Worster terms the early study arcadianism, writing, “The overwhelming impression in this arcadian writing as in the letters generally, is of a man eager to accept all nature into his parish sympathies. That desire is what the rediscovery of pagan literature in the eighteenth century was primarily about: a longing to reestablish an inner sense of harmony between man and nature through an outer physical reconciliation” (pg. 10). Later, “the study of ‘ecology’ – a word that appeared in the nineteenth century as a more scientific substitute for the older phrase – was in its very origins imbued with a political and economic as well as Christian view of nature: the earth was perceived as a world that must be somehow managed for maximum output. This tendency to borrow heavily from politics and economics – their values along with their metaphors – is a crucial characteristic in the study of ecology” (pg. 37). Though Linneas, Ray, and White played a key role, Worster argues that, by the mid-nineteenth century, ecologists were “rapidly replacing the older static models of the economy of nature with new ones that emphasized ecological change and turbulence” (pg. 63).

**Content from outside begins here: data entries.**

//! OnboardingManager: owns the session and wires the access gate, the
//! selector, the mounted step tracker and the submit port together.

use std::sync::Arc;
use std::sync::atomic::{AtomicBool, Ordering};

use serde::Serialize;
use tokio::sync::RwLock;
use tracing::{debug, info};

use crate::config::{OnboardConfig, TOKEN_CHECK_LATENCY, TRACK_ADVANCE_DELAY};
use crate::error::{GateError, NavigationError, Result};
use crate::forms::{GameStudioForm, OnboardingForm, StepSubmission};
use crate::gate::AccessGate;
use crate::store::{KeyValueStore, keys};
use crate::submit::{LocalSubmitter, SubmitPort, SubmitReceipt};

use super::selector::{SectionSelector, TrackCard};
use super::step::StepId;
use super::track::Track;
use super::tracker::{Completion, Selection, StepTracker, TrackView};

/// What the user is looking at.
#[derive(Debug, Clone, Serialize)]
#[serde(tag = "screen", rename_all = "snake_case")]
pub enum View {
    /// Access code entry.
    Gate,
    /// Track cards.
    Selector { cards: Vec<TrackCard> },
    /// A mounted track; `current` is set while a step form is open.
    Track(TrackView),
}

/// Result of a successful step submission.
#[derive(Debug, Clone)]
pub struct SubmitOutcome {
    pub receipt: SubmitReceipt,
    pub completion: Completion,
    /// Set when this submission finished its track.
    pub track_completed: Option<Track>,
}

impl SubmitOutcome {
    /// Congratulation text when the track was finished.
    pub fn message(&self) -> Option<&'static str> {
        self.track_completed.map(|track| track.completion_message())
    }
}

#[derive(Debug, Default)]
struct Session {
    authenticated: bool,
    selector: SectionSelector,
    tracker: Option<StepTracker>,
}

/// Clears the in-flight flag when the submission finishes, however it ends.
struct InFlight<'a>(&'a AtomicBool);

impl<'a> InFlight<'a> {
    fn acquire(flag: &'a AtomicBool) -> std::result::Result<Self, NavigationError> {
        flag.compare_exchange(false, true, Ordering::AcqRel, Ordering::Acquire)
            .map(|_| Self(flag))
            .map_err(|_| NavigationError::SubmissionInFlight)
    }
}

impl Drop for InFlight<'_> {
    fn drop(&mut self) {
        self.0.store(false, Ordering::Release);
    }
}

/// Coordinates the onboarding flow for a single session.
pub struct OnboardingManager {
    config: OnboardConfig,
    store: Arc<dyn KeyValueStore>,
    gate: AccessGate,
    submitter: Arc<dyn SubmitPort>,
    session: RwLock<Session>,
    submitting: AtomicBool,
}

impl OnboardingManager {
    pub fn new(
        config: OnboardConfig,
        store: Arc<dyn KeyValueStore>,
        submitter: Arc<dyn SubmitPort>,
    ) -> Self {
        let gate = AccessGate::new(
            Arc::clone(&store),
            config.access_code.clone(),
            config.latency(TOKEN_CHECK_LATENCY),
        );
        Self {
            config,
            store,
            gate,
            submitter,
            session: RwLock::new(Session::default()),
            submitting: AtomicBool::new(false),
        }
    }

    /// Manager whose submissions are written straight to `store`.
    pub fn local(config: OnboardConfig, store: Arc<dyn KeyValueStore>) -> Self {
        let submitter = Arc::new(LocalSubmitter::new(
            Arc::clone(&store),
            config.simulate_latency,
        ));
        Self::new(config, store, submitter)
    }

    /// Rebuild the session from the store: a stored access marker skips the
    /// gate, and the completion flag decides whether Lab is unlocked. Any
    /// mounted track is dropped.
    pub async fn restore(&self) -> Result<View> {
        let authenticated = self.gate.is_authenticated().await?;
        let legal_completed = self.legal_commercial_flag().await?;

        let mut session = self.session.write().await;
        *session = Session {
            authenticated,
            selector: SectionSelector::new(legal_completed),
            tracker: None,
        };
        debug!(authenticated, legal_completed, "Session restored");
        Ok(Self::render(&session))
    }

    /// Same as a page reload: re-read everything from the store.
    pub async fn reload(&self) -> Result<View> {
        self.restore().await
    }

    /// Submit an access code. On success the selector is shown.
    pub async fn unlock(&self, token: &str) -> Result<View> {
        self.gate.validate(token).await?;
        let legal_completed = self.legal_commercial_flag().await?;

        let mut session = self.session.write().await;
        session.authenticated = true;
        session.selector = SectionSelector::new(legal_completed);
        session.tracker = None;
        Ok(Self::render(&session))
    }

    /// Forget the access marker and return to the gate.
    pub async fn logout(&self) -> Result<View> {
        self.gate.revoke().await?;
        let mut session = self.session.write().await;
        *session = Session::default();
        Ok(View::Gate)
    }

    pub async fn view(&self) -> View {
        Self::render(&*self.session.read().await)
    }

    pub async fn is_authenticated(&self) -> bool {
        self.session.read().await.authenticated
    }

    pub async fn legal_commercial_completed(&self) -> bool {
        self.session.read().await.selector.legal_commercial_completed()
    }

    /// Enter a track from the selector. The track is mounted with every
    /// step pending.
    pub async fn enter_track(&self, track: Track) -> Result<TrackView> {
        let mut session = self.session.write().await;
        Self::require_auth(&session)?;
        self.ensure_idle()?;
        session.selector.enter(track)?;
        let tracker = StepTracker::new(track);
        let view = tracker.view();
        session.tracker = Some(tracker);
        info!(track = track.id(), "Entered track");
        Ok(view)
    }

    /// Leave the mounted track and return to the selector.
    pub async fn leave_track(&self) -> Result<Option<Track>> {
        let mut session = self.session.write().await;
        self.ensure_idle()?;
        session.tracker = None;
        Ok(session.selector.back())
    }

    pub async fn select_step(&self, step: StepId) -> Result<Selection> {
        let mut session = self.session.write().await;
        Self::require_auth(&session)?;
        self.ensure_idle()?;
        let tracker = session
            .tracker
            .as_mut()
            .ok_or(NavigationError::NoActiveTrack)?;
        Ok(tracker.select(step)?)
    }

    /// Close the open step form (the step's `back`). The step keeps its
    /// status.
    pub async fn close_step(&self) -> Result<StepId> {
        let mut session = self.session.write().await;
        self.ensure_idle()?;
        let tracker = session
            .tracker
            .as_mut()
            .ok_or(NavigationError::NoActiveTrack)?;
        Ok(tracker.close().ok_or(NavigationError::NoOpenStep)?)
    }

    /// Validate and submit the form of the open step, then complete it.
    ///
    /// Validation failures leave every step untouched. Navigation is refused
    /// until the submission finishes, so the open step cannot change under
    /// it. When the submission finishes Legal & Commercial, the completion
    /// flag is written after the advance delay and the session returns to
    /// the selector with Lab unlocked.
    pub async fn submit(&self, submission: StepSubmission) -> Result<SubmitOutcome> {
        let step = submission.step();
        let _in_flight = InFlight::acquire(&self.submitting)?;
        let track = {
            let session = self.session.read().await;
            Self::require_auth(&session)?;
            let tracker = session
                .tracker
                .as_ref()
                .ok_or(NavigationError::NoActiveTrack)?;
            match tracker.current_step() {
                None => return Err(NavigationError::NoOpenStep.into()),
                Some(open) if open != step => {
                    return Err(NavigationError::StepMismatch {
                        expected: open,
                        got: step,
                    }
                    .into());
                }
                Some(_) => tracker.track(),
            }
        };

        let snapshot = submission.snapshot()?;
        let receipt = self
            .submitter
            .submit(&snapshot, submission.latency())
            .await?;

        let completion = {
            let mut session = self.session.write().await;
            let tracker = session
                .tracker
                .as_mut()
                .filter(|t| t.track() == track)
                .ok_or(NavigationError::NoActiveTrack)?;
            tracker.complete(step)?
        };

        let track_completed = completion.track_completed.then_some(track);
        if let Some(track) = track_completed {
            info!(track = track.id(), "Track completed");
            if track.auto_advances() {
                self.advance_past(track).await;
            }
        }

        Ok(SubmitOutcome {
            receipt,
            completion,
            track_completed,
        })
    }

    /// Submit the standalone game studio profile. Needs an unlocked gate but
    /// no open step.
    pub async fn submit_studio_profile(&self, form: &GameStudioForm) -> Result<SubmitReceipt> {
        Self::require_auth(&*self.session.read().await)?;
        let _in_flight = InFlight::acquire(&self.submitting)?;
        let snapshot = form.snapshot()?;
        Ok(self
            .submitter
            .submit(&snapshot, GameStudioForm::LATENCY)
            .await?)
    }

    /// Wait out the advance delay, persist the completion flag and unlock Lab.
    async fn advance_past(&self, track: Track) {
        let delay = self.config.latency(TRACK_ADVANCE_DELAY);
        if !delay.is_zero() {
            tokio::time::sleep(delay).await;
        }

        if let Err(e) = self
            .store
            .set(keys::LEGAL_COMMERCIAL_COMPLETED, "true")
            .await
        {
            tracing::warn!("Failed to persist {} completion: {}", track.id(), e);
        }

        let mut session = self.session.write().await;
        session.selector.complete_legal_commercial();
        session.tracker = None;
        info!("Lab onboarding unlocked");
    }

    async fn legal_commercial_flag(&self) -> Result<bool> {
        let raw = self.store.get(keys::LEGAL_COMMERCIAL_COMPLETED).await?;
        Ok(raw.as_deref() == Some("true"))
    }

    /// Navigation is frozen while a submission is in flight.
    fn ensure_idle(&self) -> std::result::Result<(), NavigationError> {
        if self.submitting.load(Ordering::Acquire) {
            Err(NavigationError::SubmissionInFlight)
        } else {
            Ok(())
        }
    }

    fn require_auth(session: &Session) -> std::result::Result<(), GateError> {
        if session.authenticated {
            Ok(())
        } else {
            Err(GateError::NotAuthenticated)
        }
    }

    fn render(session: &Session) -> View {
        if !session.authenticated {
            return View::Gate;
        }
        match &session.tracker {
            Some(tracker) => View::Track(tracker.view()),
            None => View::Selector {
                cards: session.selector.cards(),
            },
        }
    }
}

Turining to Darwin, Worster writes, “The bedrock idea upon which Darwin built, though he never isolated it as such, was that all survival on earth is socially determined” (pg. 156). Futher, “In the second step of his logic, Darwin again followed the eighteenth-century naturalists very closely. The economy of nature is more than a working composite of organisms, he believed; considered abstractly, it is a system of ‘places,’ or what later ecologists would call ‘niches’” (pg. 156-157). Finally, “It was in the third step of his logic that Darwin broke most clearly with the traditional ecological view, thanks to help from Lyell and Malthus. He came to realize that no one species can hold a particular place in the economy of nature forever. At every moment each place is up for grabs, an sooner or later a replacement will be found and the old occupant shoved out of the circle to perish alone” (pg. 157-158).
Moving forward in time, Worster writes, “The men who drew the map for the freshly christened science of ecology were, appropriately enough, geographers. The prominence of their discipline in the nineteenth century, its contributions to other sciences, and its widespread interest for the general reader are seldom appreciated today. But in its heyday, geography was a powerful cultural force” (pg. 193-194). Of the early pioneers of ecology, Worster argues that the most important “was Eugenius Warming, a Danish professor who produced the key synthesis that forced the scientific world to take note at last of the new field of ecology. His classic work, Plantesamfund, was first published in 1895 and then in 1909 was revised and translated into English as The Oecology of Plants: An Introduction to the Study of Plant Communities” (pg. 198). In addition, “Warming gave to this process of structural and physiological adjustment to habitat the name ‘epharmosis.’ Genetically different plants, he noted, may react to similar environments in similar ways, a phenomenon he called ‘epharmonic convergence’” (pg. 198).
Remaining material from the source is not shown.